■ DATA EXCERPTS ■
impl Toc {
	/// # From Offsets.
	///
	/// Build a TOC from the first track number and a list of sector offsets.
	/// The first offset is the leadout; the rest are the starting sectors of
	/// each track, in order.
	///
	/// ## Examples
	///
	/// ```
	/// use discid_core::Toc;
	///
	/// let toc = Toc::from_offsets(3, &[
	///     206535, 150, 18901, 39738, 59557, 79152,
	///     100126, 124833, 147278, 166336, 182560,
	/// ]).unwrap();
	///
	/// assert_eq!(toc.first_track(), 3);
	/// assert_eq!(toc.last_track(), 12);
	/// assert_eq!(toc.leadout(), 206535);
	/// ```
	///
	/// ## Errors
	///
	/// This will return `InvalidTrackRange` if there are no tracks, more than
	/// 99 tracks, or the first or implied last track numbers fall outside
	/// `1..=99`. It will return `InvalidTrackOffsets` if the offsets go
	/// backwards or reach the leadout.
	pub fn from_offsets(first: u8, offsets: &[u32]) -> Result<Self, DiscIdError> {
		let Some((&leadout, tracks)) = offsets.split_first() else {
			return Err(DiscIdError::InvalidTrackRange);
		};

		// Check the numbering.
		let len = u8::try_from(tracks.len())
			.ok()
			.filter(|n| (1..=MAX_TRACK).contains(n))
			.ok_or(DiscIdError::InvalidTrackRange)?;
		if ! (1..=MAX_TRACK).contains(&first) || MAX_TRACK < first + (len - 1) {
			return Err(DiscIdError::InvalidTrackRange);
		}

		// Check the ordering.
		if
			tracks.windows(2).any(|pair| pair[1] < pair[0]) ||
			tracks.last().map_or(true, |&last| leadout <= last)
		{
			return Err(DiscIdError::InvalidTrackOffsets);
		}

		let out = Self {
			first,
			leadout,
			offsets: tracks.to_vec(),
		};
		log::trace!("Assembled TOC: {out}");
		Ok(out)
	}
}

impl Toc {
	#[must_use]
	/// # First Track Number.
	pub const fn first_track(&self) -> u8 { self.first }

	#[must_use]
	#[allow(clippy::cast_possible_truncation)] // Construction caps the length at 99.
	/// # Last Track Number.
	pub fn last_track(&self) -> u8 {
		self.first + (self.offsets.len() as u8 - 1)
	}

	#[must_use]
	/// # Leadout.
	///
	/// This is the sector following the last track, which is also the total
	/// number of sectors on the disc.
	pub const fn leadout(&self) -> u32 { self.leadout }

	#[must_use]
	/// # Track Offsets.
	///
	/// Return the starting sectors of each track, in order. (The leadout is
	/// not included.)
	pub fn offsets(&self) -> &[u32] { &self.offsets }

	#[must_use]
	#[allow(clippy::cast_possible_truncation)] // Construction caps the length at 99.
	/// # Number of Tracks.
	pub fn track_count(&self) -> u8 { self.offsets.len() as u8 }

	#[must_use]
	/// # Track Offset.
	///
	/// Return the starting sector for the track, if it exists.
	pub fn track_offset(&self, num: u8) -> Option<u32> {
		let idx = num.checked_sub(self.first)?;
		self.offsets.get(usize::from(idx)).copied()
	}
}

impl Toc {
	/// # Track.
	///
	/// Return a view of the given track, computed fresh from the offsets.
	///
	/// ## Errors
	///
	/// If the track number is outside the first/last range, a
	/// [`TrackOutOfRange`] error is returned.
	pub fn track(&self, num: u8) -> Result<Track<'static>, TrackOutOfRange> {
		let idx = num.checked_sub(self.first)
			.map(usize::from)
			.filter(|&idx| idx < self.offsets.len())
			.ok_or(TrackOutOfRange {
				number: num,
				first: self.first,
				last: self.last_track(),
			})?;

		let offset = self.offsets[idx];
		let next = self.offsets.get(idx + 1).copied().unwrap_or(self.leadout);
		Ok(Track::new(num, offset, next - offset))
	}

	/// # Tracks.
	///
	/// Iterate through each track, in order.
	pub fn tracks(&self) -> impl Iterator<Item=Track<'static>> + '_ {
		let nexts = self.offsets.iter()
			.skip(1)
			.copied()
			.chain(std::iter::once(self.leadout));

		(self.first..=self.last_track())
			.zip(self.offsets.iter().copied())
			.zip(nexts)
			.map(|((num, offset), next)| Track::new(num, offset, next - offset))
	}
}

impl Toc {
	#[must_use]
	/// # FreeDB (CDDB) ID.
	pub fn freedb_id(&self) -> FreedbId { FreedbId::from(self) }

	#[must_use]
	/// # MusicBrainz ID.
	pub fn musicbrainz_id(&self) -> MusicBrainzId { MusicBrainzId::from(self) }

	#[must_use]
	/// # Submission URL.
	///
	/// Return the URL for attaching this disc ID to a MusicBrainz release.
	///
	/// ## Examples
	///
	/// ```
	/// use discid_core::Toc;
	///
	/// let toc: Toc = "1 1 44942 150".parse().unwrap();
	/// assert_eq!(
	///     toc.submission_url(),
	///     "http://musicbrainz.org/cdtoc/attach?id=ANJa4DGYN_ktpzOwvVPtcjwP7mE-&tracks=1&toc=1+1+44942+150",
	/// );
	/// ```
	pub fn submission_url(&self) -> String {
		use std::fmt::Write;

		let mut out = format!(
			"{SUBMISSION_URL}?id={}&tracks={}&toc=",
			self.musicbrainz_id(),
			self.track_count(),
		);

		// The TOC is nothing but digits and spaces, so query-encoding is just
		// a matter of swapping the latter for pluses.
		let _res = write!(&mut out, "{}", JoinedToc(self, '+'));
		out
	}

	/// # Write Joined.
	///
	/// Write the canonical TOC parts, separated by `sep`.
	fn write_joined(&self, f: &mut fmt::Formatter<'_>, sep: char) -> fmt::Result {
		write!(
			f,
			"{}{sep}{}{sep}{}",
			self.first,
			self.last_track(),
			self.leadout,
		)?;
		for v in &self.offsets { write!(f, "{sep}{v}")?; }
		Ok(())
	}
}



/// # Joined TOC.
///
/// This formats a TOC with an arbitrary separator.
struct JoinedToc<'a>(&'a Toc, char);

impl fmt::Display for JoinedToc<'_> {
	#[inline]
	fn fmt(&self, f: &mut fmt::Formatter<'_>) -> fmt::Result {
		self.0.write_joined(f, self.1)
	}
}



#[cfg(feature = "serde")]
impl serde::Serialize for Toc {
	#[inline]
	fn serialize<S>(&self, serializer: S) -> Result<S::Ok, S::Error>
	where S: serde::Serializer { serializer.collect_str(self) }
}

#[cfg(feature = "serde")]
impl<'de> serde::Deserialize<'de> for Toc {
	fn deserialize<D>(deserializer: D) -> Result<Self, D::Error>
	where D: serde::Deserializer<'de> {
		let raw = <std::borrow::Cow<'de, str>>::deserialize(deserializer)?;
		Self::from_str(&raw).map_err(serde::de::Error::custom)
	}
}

■ TASK BRIEF ■
Copy out the range of lines above starting at the line with "first/last range, a" and ending at the line with "idx < self.offsets.len())", exactly and including both.

■ RESPONSE TO THIS EXERCISE ■
	/// If the track number is outside the first/last range, a
	/// [`TrackOutOfRange`] error is returned.
	pub fn track(&self, num: u8) -> Result<Track<'static>, TrackOutOfRange> {
		let idx = num.checked_sub(self.first)
			.map(usize::from)
			.filter(|&idx| idx < self.offsets.len())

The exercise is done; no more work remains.